Comment le CRA interagit-il avec le RGPD ?
CRA et RGPD sont complémentaires mais distincts. Le RGPD concerne la protection des données personnelles et s’applique aux traitements de données. Le CRA concerne la sécurité des produits numériques indépendamment de la présence de données personnelles. En pratique, un produit non conforme au CRA exposant des données personnelles peut déclencher simultanément des sanctions CRA (via l’ANFR) et RGPD (via la CNIL).
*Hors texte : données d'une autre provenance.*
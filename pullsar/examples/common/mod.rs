use std::sync::Arc;

use pullsar_core::StatsConnector;

#[must_use]
pub fn get_connector() -> Arc<dyn StatsConnector> {
    if std::env::var("PULLSAR_EXAMPLES_USE_MOCK").is_ok() {
        println!("--- (Using Mock Connector for CI) ---");
        Arc::new(pullsar_mock::MockConnector::new())
    } else {
        match pullsar_http::HttpConnector::from_env() {
            Ok(c) => Arc::new(c),
            Err(e) => {
                eprintln!("falling back to fixtures: {e}");
                Arc::new(pullsar_mock::MockConnector::new())
            }
        }
    }
}

/// Yesterday is the last complete day of data; examples pin "today" for the mock.
#[must_use]
pub fn today() -> chrono::NaiveDate {
    if std::env::var("PULLSAR_EXAMPLES_USE_MOCK").is_ok() {
        chrono::NaiveDate::from_ymd_opt(2025, 6, 1).unwrap_or_default()
    } else {
        chrono::Local::now().date_naive()
    }
}
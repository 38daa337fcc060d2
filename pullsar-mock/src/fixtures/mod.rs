mod catalogs;
mod series;

pub use catalogs::{
    ALL_OPERATORS_CATALOG, CATALOGS, EXPORT_MAX_DAYS, OCP_VERSIONS, SORT_TYPES, bundles_of,
    find_catalog,
};
pub use series::{db_start_date, full_history, summed_chart};
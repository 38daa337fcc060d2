mod common;
use common::{get_connector, today};
use pullsar::{ComparisonSet, Level, ListQuery, Pullsar, Scope, breadcrumbs, format_trend};

#[tokio::main]
async fn main() -> Result<(), Box<dyn std::error::Error>> {
    let pullsar = Pullsar::builder().with_connector(get_connector()).build()?;
    let today = today();

    // 1. Homepage counters and the overall chart.
    let q = ListQuery::defaults(today);
    let overview = pullsar.overview(&q.to_overall()).await?;
    println!(
        "{} catalogs, {} packages, {} bundles, {} pulls all time",
        overview.summary.total_catalogs,
        overview.summary.total_packages,
        overview.summary.total_bundles,
        overview.summary.total_pulls,
    );
    for row in pullsar.overall_chart(&q.to_overall()).await? {
        println!("  {} {:?}", row.date, row.get(pullsar::OVERALL_SERIES));
    }

    // 2. Catalog listing.
    let catalogs = pullsar.list_page(&q).await?;
    for item in &catalogs.items {
        println!(
            "{:<60} {:>10} {:>8}%",
            item.name,
            item.stats.total_pulls,
            format_trend(item.stats.trend)
        );
    }

    // 3. Drill into the first catalog and page through its packages.
    let Some(first) = catalogs.items.first() else {
        return Ok(());
    };
    let scope = Scope::Packages {
        catalog: first.name.clone(),
    };
    let trail: Vec<String> = breadcrumbs(&scope).into_iter().map(|b| b.label).collect();
    println!("\n{}", trail.join(" > "));
    let packages = pullsar.list_page(&q.with_scope(scope)).await?;
    let pager: Vec<String> = packages
        .pager
        .entries()
        .iter()
        .map(ToString::to_string)
        .collect();
    println!("pages: {}", pager.join(" "));

    // 4. Compare the top three packages.
    let mut set = ComparisonSet::new();
    for item in packages.items.iter().take(3) {
        set.toggle(item.clone());
    }
    let chart = pullsar.compare(&set, Level::Package);
    for s in &chart.series {
        println!("{} ({})", s.label, s.color);
    }
    println!("{} chart rows", chart.rows.len());
    Ok(())
}
use chrono::NaiveDate;
use httpmock::prelude::*;
use pullsar_core::{
    ListQuery, OverallQuery, PullsarError, Scope, StatsConnector,
};
use pullsar_http::HttpConnector;
use serde_json::json;

fn today() -> NaiveDate {
    NaiveDate::from_ymd_opt(2025, 3, 1).unwrap()
}

fn connector(server: &MockServer) -> HttpConnector {
    HttpConnector::with_client(reqwest::Client::new(), &server.url("/api/v1")).unwrap()
}

fn item(name: &str, trend: serde_json::Value) -> serde_json::Value {
    json!({
        "name": name,
        "stats": {
            "total_pulls": 12,
            "trend": trend,
            "chart_data": [
                {"date": "2025-02-14", "pulls": 4},
                {"date": "2025-02-15", "pulls": 8}
            ]
        }
    })
}

#[tokio::test]
async fn catalogs_listing_sends_filters_and_decodes_envelope() {
    let server = MockServer::start_async().await;
    let mock = server
        .mock_async(|when, then| {
            when.method(GET)
                .path("/api/v1/catalogs")
                .query_param("ocp_version", "v4.18")
                .query_param("start_date", "2025-02-14")
                .query_param("end_date", "2025-02-28")
                .query_param("sort_type", "pulls")
                .query_param("is_desc", "true")
                .query_param("page", "2");
            then.status(200).json_body(json!({
                "total_count": 11,
                "page_size": 10,
                "items": [item("registry.io/org/index", json!(100.0))]
            }));
        })
        .await;

    let conn = connector(&server);
    let page = conn
        .list_items(&ListQuery::defaults(today()).with_page(2))
        .await
        .unwrap();
    mock.assert_async().await;
    assert_eq!(page.total_count, 11);
    assert_eq!(page.items[0].name, "registry.io/org/index");
    assert_eq!(page.items[0].stats.chart_data.len(), 2);
}

#[tokio::test]
async fn bundles_listing_nests_under_catalog_and_package() {
    let server = MockServer::start_async().await;
    let mock = server
        .mock_async(|when, then| {
            when.method(GET)
                .path("/api/v1/catalogs/community/packages/etcd/bundles");
            then.status(200).json_body(json!({
                "total_count": 1,
                "page_size": 10,
                "items": [item("etcd.v0.9.4", json!("Infinity"))]
            }));
        })
        .await;

    let q = ListQuery::defaults(today()).with_scope(Scope::Bundles {
        catalog: "community".into(),
        package: "etcd".into(),
    });
    let page = connector(&server).list_items(&q).await.unwrap();
    mock.assert_async().await;
    assert!(page.items[0].stats.trend.is_infinite());
}

#[tokio::test]
async fn server_detail_is_surfaced() {
    let server = MockServer::start_async().await;
    server
        .mock_async(|when, then| {
            when.method(GET).path("/api/v1/export/csv");
            then.status(400)
                .json_body(json!({"detail": "Date range cannot exceed 90 days."}));
        })
        .await;

    let q = ListQuery::defaults(today()).to_export();
    let err = connector(&server).export_csv(&q).await.unwrap_err();
    assert_eq!(
        err,
        PullsarError::api(400, "Date range cannot exceed 90 days.")
    );
    assert_eq!(err.user_message(), "Date range cannot exceed 90 days.");
}

#[tokio::test]
async fn missing_detail_falls_back_per_endpoint() {
    let server = MockServer::start_async().await;
    server
        .mock_async(|when, then| {
            when.method(GET).path("/api/v1/catalogs");
            then.status(500).body("Internal Server Error");
        })
        .await;
    server
        .mock_async(|when, then| {
            when.method(GET).path("/api/v1/export/csv");
            then.status(502).json_body(json!({"error": "bad gateway"}));
        })
        .await;

    let conn = connector(&server);
    let err = conn
        .list_items(&ListQuery::defaults(today()))
        .await
        .unwrap_err();
    assert_eq!(err, PullsarError::api(500, "Failed to fetch items"));

    let err = conn
        .export_csv(&ListQuery::defaults(today()).to_export())
        .await
        .unwrap_err();
    assert_eq!(err, PullsarError::api(502, "Failed to export data."));
}

#[tokio::test]
async fn not_found_maps_to_not_found() {
    let server = MockServer::start_async().await;
    server
        .mock_async(|when, then| {
            when.method(GET).path("/api/v1/summary");
            then.status(404).json_body(json!({"detail": "Not Found"}));
        })
        .await;

    let err = connector(&server).summary().await.unwrap_err();
    assert!(matches!(err, PullsarError::NotFound { .. }));
    assert!(!err.is_actionable());
}

#[tokio::test]
async fn malformed_body_is_a_data_error() {
    let server = MockServer::start_async().await;
    server
        .mock_async(|when, then| {
            when.method(GET).path("/api/v1/overall");
            then.status(200).json_body(json!({"total_pulls": "lots"}));
        })
        .await;

    let err = connector(&server)
        .overall(&OverallQuery::defaults(today()))
        .await
        .unwrap_err();
    assert!(matches!(err, PullsarError::Data(_)), "got {err:?}");
}

#[tokio::test]
async fn unreachable_server_is_a_connector_error() {
    let conn =
        HttpConnector::with_client(reqwest::Client::new(), "http://127.0.0.1:1/api/v1").unwrap();
    match conn.ocp_versions().await {
        Err(PullsarError::Connector { connector, .. }) => assert_eq!(connector, "pullsar-http"),
        other => panic!("expected connector error, got {other:?}"),
    }
}

#[tokio::test]
async fn auxiliary_endpoints_decode() {
    let server = MockServer::start_async().await;
    server
        .mock_async(|when, then| {
            when.method(GET).path("/api/v1/ocp-versions");
            then.status(200).json_body(json!(["v4.17", "v4.18"]));
        })
        .await;
    server
        .mock_async(|when, then| {
            when.method(GET).path("/api/v1/sort-types");
            then.status(200).json_body(json!(["pulls", "name"]));
        })
        .await;
    server
        .mock_async(|when, then| {
            when.method(GET).path("/api/v1/config");
            then.status(200).json_body(json!({
                "db_start_date": "2025-05-01",
                "export_max_days": 90,
                "all_operators_catalog": "all_operators"
            }));
        })
        .await;
    let csv = server
        .mock_async(|when, then| {
            when.method(GET)
                .path("/api/v1/export/csv")
                .query_param("catalog_name", "community")
                .query_param("search_query", "etcd");
            then.status(200)
                .header("content-type", "text/csv")
                .body("name,total_pulls\netcd,3\n");
        })
        .await;

    let conn = connector(&server);
    assert_eq!(conn.ocp_versions().await.unwrap(), ["v4.17", "v4.18"]);
    assert_eq!(conn.sort_types().await.unwrap(), ["pulls", "name"]);
    let cfg = conn.api_config().await.unwrap();
    assert_eq!(cfg.export_max_days, 90);
    assert_eq!(cfg.all_operators_catalog, "all_operators");

    let mut q = ListQuery::defaults(today()).with_scope(Scope::Packages {
        catalog: "community".into(),
    });
    q.search_query = "etcd".into();
    let bytes = conn.export_csv(&q.to_export()).await.unwrap();
    csv.assert_async().await;
    assert_eq!(bytes, b"name,total_pulls\netcd,3\n");
}

#[test]
fn opaque_base_url_is_rejected() {
    assert!(matches!(
        HttpConnector::with_client(reqwest::Client::new(), "not a url"),
        Err(PullsarError::InvalidArg(_))
    ));
}
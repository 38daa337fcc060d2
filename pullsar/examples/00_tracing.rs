mod common;
use common::{get_connector, today};
use pullsar::{ListQuery, Pullsar};
use tracing_subscriber::EnvFilter;

#[tokio::main]
async fn main() -> Result<(), Box<dyn std::error::Error>> {
    // RUST_LOG=pullsar=debug shows connector calls, cache hits, and timeouts.
    tracing_subscriber::fmt()
        .with_env_filter(
            EnvFilter::try_from_default_env().unwrap_or_else(|_| EnvFilter::new("pullsar=debug")),
        )
        .with_target(true)
        .init();

    let pullsar = Pullsar::builder()
        .with_connector(get_connector())
        .with_cache(pullsar::CacheConfig::default())
        .build()?;

    let q = ListQuery::defaults(today());
    // the second call is served from the cache
    pullsar.list_page(&q).await?;
    let page = pullsar.list_page(&q).await?;
    tracing::info!(items = page.items.len(), total = page.total_count, "catalogs loaded");
    Ok(())
}
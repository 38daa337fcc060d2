use pullsar::{Capability, DateWindow, ListQuery, PullsarError, Scope, check_export_window};

use crate::helpers::{COMMUNITY, REDHAT, d, fixtures, scripted, today};

#[tokio::test]
async fn export_names_the_file_after_today() {
    let q = ListQuery::defaults(today()).to_export();
    let file = fixtures().export_csv(&q, today()).await.unwrap();
    assert_eq!(file.file_name, "pullsar_export_2025-03-01.csv");
    let body = String::from_utf8(file.bytes).unwrap();
    let mut lines = body.lines();
    assert_eq!(lines.next(), Some("name,total_pulls,trend"));
    assert_eq!(lines.count(), 3);
}

#[tokio::test]
async fn export_follows_listing_scope() {
    let q = ListQuery::defaults(today())
        .with_scope(Scope::Packages {
            catalog: REDHAT.into(),
        })
        .to_export();
    let file = fixtures().export_csv(&q, today()).await.unwrap();
    let rows = String::from_utf8(file.bytes).unwrap().lines().count() - 1;
    assert_eq!(rows, 3);
}

#[tokio::test]
async fn long_windows_are_rejected_without_exporting() {
    let (pullsar, ctl) = scripted();
    let mut q = ListQuery::defaults(today()).to_export();
    q.window = DateWindow::new(d(2025, 1, 1), d(2025, 4, 1)).unwrap();
    let err = pullsar.export_csv(&q, today()).await.unwrap_err();
    assert_eq!(err, PullsarError::InvalidArg("Range exceeds 90 days.".into()));
    assert_eq!(ctl.calls(Capability::ExportCsv).await, 0);
}

#[tokio::test]
async fn windows_before_the_data_are_rejected() {
    let mut q = ListQuery::defaults(today())
        .with_scope(Scope::Packages {
            catalog: COMMUNITY.into(),
        })
        .to_export();
    q.window = DateWindow::new(d(2024, 12, 20), d(2025, 1, 10)).unwrap();
    let err = fixtures().export_csv(&q, today()).await.unwrap_err();
    assert!(matches!(err, PullsarError::InvalidArg(_)), "{err:?}");
}

#[tokio::test]
async fn export_failures_surface_the_connector_error() {
    let q = ListQuery::defaults(today())
        .with_scope(Scope::Packages {
            catalog: "FAIL".into(),
        })
        .to_export();
    let err = fixtures().export_csv(&q, today()).await.unwrap_err();
    assert!(matches!(err, PullsarError::Connector { .. }));
}

#[test]
fn window_limit_counts_both_ends() {
    let cfg = pullsar::ApiConfig {
        db_start_date: d(2025, 1, 1),
        export_max_days: 90,
        all_operators_catalog: "all_operators".into(),
    };
    // Jan 1 through Mar 31 is exactly 90 days
    let ok = DateWindow::new(d(2025, 1, 1), d(2025, 3, 31)).unwrap();
    assert!(check_export_window(&ok, &cfg).is_ok());
    let long = DateWindow::new(d(2025, 1, 1), d(2025, 4, 1)).unwrap();
    assert!(check_export_window(&long, &cfg).is_err());
    let single = DateWindow::new(d(2025, 1, 1), d(2025, 1, 1)).unwrap();
    assert!(check_export_window(&single, &cfg).is_ok());
}
//! Re-export of foundational types from `pullsar-types`.
// Consolidated re-exports so downstream crates can depend on `pullsar-core` only

pub use pullsar_types::{Capability, PullsarError};

pub use pullsar_types::{CacheConfig, HttpConfig, PullsarConfig};

pub use pullsar_types::{
    AggregatedPulls, ApiConfig, ChartDataPoint, ListItem, OverallPulls, PaginatedResponse,
    SummaryStats, trend_between,
};

pub use pullsar_types::{
    DATE_FORMAT, DEFAULT_OCP_VERSION, DEFAULT_SORT_TYPE, DateWindow, ExportQuery, Level,
    ListQuery, OverallQuery, Scope,
};
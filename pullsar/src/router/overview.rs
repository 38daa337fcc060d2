use pullsar_core::{
    Capability, MergedRow, NamedSeries, OverallPulls, OverallQuery, PullsarError, SummaryStats,
    merge_series,
};
use serde::Serialize;

use crate::Pullsar;

/// Series name used for the homepage's overall chart.
pub const OVERALL_SERIES: &str = "pulls";

/// Data behind the homepage: all-time counters plus the windowed overall chart.
#[derive(Debug, Clone, PartialEq, Serialize)]
pub struct Overview {
    /// All-time counters.
    pub summary: SummaryStats,
    /// Totals, trend, and daily points for the selected window.
    pub overall: OverallPulls,
}

impl Pullsar {
    /// All-time counters.
    ///
    /// # Errors
    /// Any error from the connector, or `ProviderTimeout`.
    pub async fn summary(&self) -> Result<SummaryStats, PullsarError> {
        self.call(Capability::Summary, |c| c.summary()).await
    }

    /// Fetch summary counters and overall statistics concurrently.
    ///
    /// Fails as soon as either call fails.
    ///
    /// # Errors
    /// The first connector error, `ProviderTimeout` for a slow call, or
    /// `RequestTimeout` when the configured request deadline passes.
    #[cfg_attr(
        feature = "tracing",
        tracing::instrument(
            target = "pullsar::router::overview",
            skip(self, query),
            fields(ocp_version = %query.ocp_version),
        )
    )]
    pub async fn overview(&self, query: &OverallQuery) -> Result<Overview, PullsarError> {
        let fetch = async {
            let (summary, overall) = futures::try_join!(
                self.call(Capability::Summary, |c| c.summary()),
                self.call(Capability::Overall, |c| c.overall(query)),
            )?;
            Ok(Overview { summary, overall })
        };
        self.with_request_timeout(Capability::Overall, fetch).await
    }

    /// Overall pulls as chart rows under the single series [`OVERALL_SERIES`].
    ///
    /// # Errors
    /// Any error from the connector, or `ProviderTimeout`.
    pub async fn overall_chart(&self, query: &OverallQuery) -> Result<Vec<MergedRow>, PullsarError> {
        let overall = self
            .call(Capability::Overall, |c| c.overall(query))
            .await?;
        Ok(merge_series([NamedSeries::from_chart(
            OVERALL_SERIES,
            &overall.chart_data,
        )]))
    }
}
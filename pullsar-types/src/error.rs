use serde::{Deserialize, Serialize};
use thiserror::Error;

/// Unified error type for the pullsar workspace.
///
/// This wraps capability mismatches, argument validation errors, connector-tagged
/// failures, API status errors, not-found conditions, and timeouts.
#[derive(Debug, Error, Serialize, Deserialize, Clone, PartialEq, Eq)]
#[non_exhaustive]
pub enum PullsarError {
    /// The requested capability is not implemented by the target connector.
    #[error("unsupported capability: {capability}")]
    Unsupported {
        /// A capability string describing what was requested (e.g. "export-csv").
        capability: String,
    },

    /// Issues with the returned or expected data (undecodable body, missing fields).
    #[error("data issue: {0}")]
    Data(String),

    /// Invalid input argument.
    #[error("invalid argument: {0}")]
    InvalidArg(String),

    /// An individual connector failed before a response was obtained.
    #[error("{connector} failed: {msg}")]
    Connector {
        /// Connector name that failed.
        connector: String,
        /// Human-readable error message.
        msg: String,
    },

    /// The API answered with a non-success status.
    #[error("api error ({status}): {detail}")]
    Api {
        /// HTTP status code.
        status: u16,
        /// Server-provided `detail` or a per-endpoint fallback message.
        detail: String,
    },

    /// Unknown/opaque error.
    #[error("unknown error: {0}")]
    Other(String),

    /// A resource could not be found.
    #[error("not found: {what}")]
    NotFound {
        /// Description of missing resource, e.g. "packages in catalog foo".
        what: String,
    },

    /// An individual connector call exceeded the configured timeout.
    #[error("provider timed out: {capability} via {connector}")]
    ProviderTimeout {
        /// Connector name that timed out.
        connector: String,
        /// Capability label (e.g. "catalogs", "overall").
        capability: String,
    },

    /// The overall request exceeded the configured deadline.
    #[error("request timed out: {capability}")]
    RequestTimeout {
        /// Capability label for which the request timed out.
        capability: String,
    },
}

impl PullsarError {
    /// Helper: build an `Unsupported` error for a capability string.
    #[must_use]
    pub fn unsupported(cap: impl Into<String>) -> Self {
        Self::Unsupported {
            capability: cap.into(),
        }
    }

    /// Helper: build a `Connector` error with the connector name and message.
    pub fn connector(connector: impl Into<String>, msg: impl Into<String>) -> Self {
        Self::Connector {
            connector: connector.into(),
            msg: msg.into(),
        }
    }

    /// Helper: build an `Api` error from a status code and detail message.
    pub fn api(status: u16, detail: impl Into<String>) -> Self {
        Self::Api {
            status,
            detail: detail.into(),
        }
    }

    /// Helper: build a `NotFound` error for a description of the missing resource.
    pub fn not_found(what: impl Into<String>) -> Self {
        Self::NotFound { what: what.into() }
    }

    /// Helper: build a `ProviderTimeout` error.
    pub fn provider_timeout(connector: impl Into<String>, capability: impl Into<String>) -> Self {
        Self::ProviderTimeout {
            connector: connector.into(),
            capability: capability.into(),
        }
    }

    /// Helper: build a `RequestTimeout` error.
    #[must_use]
    pub fn request_timeout(capability: impl Into<String>) -> Self {
        Self::RequestTimeout {
            capability: capability.into(),
        }
    }

    /// Returns true if this error should be surfaced to users as actionable.
    ///
    /// Capability absence and benign not-found conditions are not actionable;
    /// the dashboard renders them as empty states instead.
    #[must_use]
    pub const fn is_actionable(&self) -> bool {
        !matches!(self, Self::Unsupported { .. } | Self::NotFound { .. })
    }

    /// Message suitable for display next to the control that triggered the call.
    ///
    /// API errors show the server's `detail` verbatim; everything else uses the
    /// `Display` rendering.
    #[must_use]
    pub fn user_message(&self) -> String {
        match self {
            Self::Api { detail, .. } => detail.clone(),
            other => other.to_string(),
        }
    }
}
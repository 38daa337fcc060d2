use std::collections::BTreeMap;

use chrono::{Datelike, Days, NaiveDate};
use pullsar_core::{ChartDataPoint, DATE_FORMAT, DateWindow};

use super::catalogs::{HISTORY_DAYS, OCP_VERSIONS};

pub fn db_start_date() -> NaiveDate {
    NaiveDate::from_ymd_opt(2025, 1, 1).unwrap_or(NaiveDate::MIN)
}

fn db_end_date() -> NaiveDate {
    db_start_date()
        .checked_add_days(Days::new(HISTORY_DAYS - 1))
        .unwrap_or(NaiveDate::MAX)
}

// FNV-1a; stable across runs and platforms.
fn seed(parts: &[&str]) -> u64 {
    let mut h: u64 = 0xcbf2_9ce4_8422_2325;
    for part in parts {
        for b in part.bytes().chain(std::iter::once(0)) {
            h ^= u64::from(b);
            h = h.wrapping_mul(0x0100_0000_01b3);
        }
    }
    h
}

/// Pulls recorded for `bundle` on `day`, or `None` outside the fixture history.
pub fn daily_pulls(bundle: &str, ocp_version: &str, day: NaiveDate) -> Option<u64> {
    if !OCP_VERSIONS.contains(&ocp_version) || day < db_start_date() || day > db_end_date() {
        return None;
    }
    let s = seed(&[bundle, ocp_version]);
    let base = s % 400 + 5;
    let day_num = u64::try_from(day.num_days_from_ce()).unwrap_or(0);
    let wobble = (s.rotate_left(17) ^ day_num.wrapping_mul(2_654_435_761)) % 60;
    Some(base + wobble)
}

/// Daily chart of the summed pulls of `bundles` across `window`.
pub fn summed_chart<S: AsRef<str>>(
    bundles: &[S],
    ocp_version: &str,
    window: &DateWindow,
) -> Vec<ChartDataPoint> {
    let mut by_day: BTreeMap<NaiveDate, u64> = BTreeMap::new();
    for day in window.start().iter_days().take_while(|d| *d <= window.end()) {
        for bundle in bundles {
            if let Some(pulls) = daily_pulls(bundle.as_ref(), ocp_version, day) {
                *by_day.entry(day).or_default() += pulls;
            }
        }
    }
    by_day
        .into_iter()
        .map(|(day, pulls)| ChartDataPoint::new(day.format(DATE_FORMAT).to_string(), pulls))
        .collect()
}

/// Every day of the fixture history as a window.
pub fn full_history() -> Option<DateWindow> {
    DateWindow::new(db_start_date(), db_end_date()).ok()
}
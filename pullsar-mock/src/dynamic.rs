use std::collections::HashMap;
use std::sync::Arc;

use async_trait::async_trait;
use tokio::sync::Mutex;

use pullsar_core::{
    ApiConfig, Capability, ExportQuery, ListQuery, OverallPulls, OverallQuery, PaginatedResponse,
    PullsarError, StatsConnector, SummaryStats,
};

use crate::MockConnector;

/// Instruction for how a method should behave.
#[derive(Clone)]
pub enum MockBehavior<T> {
    /// Return the provided value immediately.
    Return(T),
    /// Fail immediately with the provided error.
    Fail(PullsarError),
    /// Hang indefinitely (simulate a timeout).
    Hang,
}

#[derive(Default)]
struct InternalState {
    list_rule: Option<MockBehavior<PaginatedResponse>>,
    overall_rule: Option<MockBehavior<OverallPulls>>,
    summary_rule: Option<MockBehavior<SummaryStats>>,
    export_rule: Option<MockBehavior<Vec<u8>>>,
    config_rule: Option<MockBehavior<ApiConfig>>,
    calls: HashMap<Capability, usize>,
    list_requests: Vec<ListQuery>,
}

/// Controller handle used by tests to drive the dynamic mock from the outside.
#[derive(Clone)]
pub struct DynamicMockController {
    state: Arc<Mutex<InternalState>>,
}

impl DynamicMockController {
    /// Set the behavior for `list_items`, at every level.
    pub async fn set_list_behavior(&self, behavior: MockBehavior<PaginatedResponse>) {
        self.state.lock().await.list_rule = Some(behavior);
    }

    /// Set the behavior for `overall`.
    pub async fn set_overall_behavior(&self, behavior: MockBehavior<OverallPulls>) {
        self.state.lock().await.overall_rule = Some(behavior);
    }

    /// Set the behavior for `summary`.
    pub async fn set_summary_behavior(&self, behavior: MockBehavior<SummaryStats>) {
        self.state.lock().await.summary_rule = Some(behavior);
    }

    /// Set the behavior for `export_csv`.
    pub async fn set_export_behavior(&self, behavior: MockBehavior<Vec<u8>>) {
        self.state.lock().await.export_rule = Some(behavior);
    }

    /// Set the behavior for `api_config`.
    pub async fn set_config_behavior(&self, behavior: MockBehavior<ApiConfig>) {
        self.state.lock().await.config_rule = Some(behavior);
    }

    /// Restore fixture behavior for every method and forget recorded calls.
    pub async fn reset(&self) {
        *self.state.lock().await = InternalState::default();
    }

    /// Number of calls that reached the connector for `capability`.
    pub async fn calls(&self, capability: Capability) -> usize {
        self.state
            .lock()
            .await
            .calls
            .get(&capability)
            .copied()
            .unwrap_or(0)
    }

    /// Listing queries received so far, in call order.
    pub async fn list_requests(&self) -> Vec<ListQuery> {
        self.state.lock().await.list_requests.clone()
    }
}

/// Connector whose responses are scripted at runtime.
///
/// Methods without a scripted behavior fall back to [`MockConnector`] fixtures.
pub struct DynamicMockConnector {
    name: &'static str,
    state: Arc<Mutex<InternalState>>,
    fallback: MockConnector,
}

impl DynamicMockConnector {
    /// Create a connector named `name` and the controller that scripts it.
    #[must_use]
    pub fn new_with_controller(name: &'static str) -> (Arc<Self>, DynamicMockController) {
        let state = Arc::new(Mutex::new(InternalState::default()));
        let connector = Arc::new(Self {
            name,
            state: Arc::clone(&state),
            fallback: MockConnector::new(),
        });
        (connector, DynamicMockController { state })
    }

    async fn resolve<T>(behavior: Option<MockBehavior<T>>) -> Option<Result<T, PullsarError>> {
        match behavior? {
            MockBehavior::Return(v) => Some(Ok(v)),
            MockBehavior::Fail(e) => Some(Err(e)),
            MockBehavior::Hang => std::future::pending().await,
        }
    }
}

#[async_trait]
impl StatsConnector for DynamicMockConnector {
    fn name(&self) -> &'static str {
        self.name
    }

    async fn list_items(&self, query: &ListQuery) -> Result<PaginatedResponse, PullsarError> {
        let rule = {
            let mut guard = self.state.lock().await;
            *guard
                .calls
                .entry(pullsar_core::connector::listing_capability(query))
                .or_default() += 1;
            guard.list_requests.push(query.clone());
            guard.list_rule.clone()
        };
        match Self::resolve(rule).await {
            Some(r) => r,
            None => self.fallback.list_items(query).await,
        }
    }

    async fn overall(&self, query: &OverallQuery) -> Result<OverallPulls, PullsarError> {
        let rule = {
            let mut guard = self.state.lock().await;
            *guard.calls.entry(Capability::Overall).or_default() += 1;
            guard.overall_rule.clone()
        };
        match Self::resolve(rule).await {
            Some(r) => r,
            None => self.fallback.overall(query).await,
        }
    }

    async fn summary(&self) -> Result<SummaryStats, PullsarError> {
        let rule = {
            let mut guard = self.state.lock().await;
            *guard.calls.entry(Capability::Summary).or_default() += 1;
            guard.summary_rule.clone()
        };
        match Self::resolve(rule).await {
            Some(r) => r,
            None => self.fallback.summary().await,
        }
    }

    async fn export_csv(&self, query: &ExportQuery) -> Result<Vec<u8>, PullsarError> {
        let rule = {
            let mut guard = self.state.lock().await;
            *guard.calls.entry(Capability::ExportCsv).or_default() += 1;
            guard.export_rule.clone()
        };
        match Self::resolve(rule).await {
            Some(r) => r,
            None => self.fallback.export_csv(query).await,
        }
    }

    async fn ocp_versions(&self) -> Result<Vec<String>, PullsarError> {
        *self
            .state
            .lock()
            .await
            .calls
            .entry(Capability::OcpVersions)
            .or_default() += 1;
        self.fallback.ocp_versions().await
    }

    async fn sort_types(&self) -> Result<Vec<String>, PullsarError> {
        *self
            .state
            .lock()
            .await
            .calls
            .entry(Capability::SortTypes)
            .or_default() += 1;
        self.fallback.sort_types().await
    }

    async fn api_config(&self) -> Result<ApiConfig, PullsarError> {
        let rule = {
            let mut guard = self.state.lock().await;
            *guard.calls.entry(Capability::Config).or_default() += 1;
            guard.config_rule.clone()
        };
        match Self::resolve(rule).await {
            Some(r) => r,
            None => self.fallback.api_config().await,
        }
    }
}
Les amendes maximales ne se cumulent pas automatiquement, mais les deux autorités peuvent agir de façon indépendante.
Quelles ressources l’ANSSI met-elle à disposition pour la conformité CRA ?
L’ANSSI publie sur son site gouvernemental (cyber.gouv.fr) des guides pratiques sur le Cyber Resilience Act, incluant des FAQ sectorielles, des modèles de documentation technique, et des informations sur le processus de notification des organismes d’évaluation. Le CERT-FR publie des bulletins d’actualité sur les vulnérabilités exploitées qui serviront de référence pour les obligations de signalement à partir de septembre 2026. L’ENISA met également à disposition un suivi de l’état d’avancement du CRA sur cyberresilienceact.eu.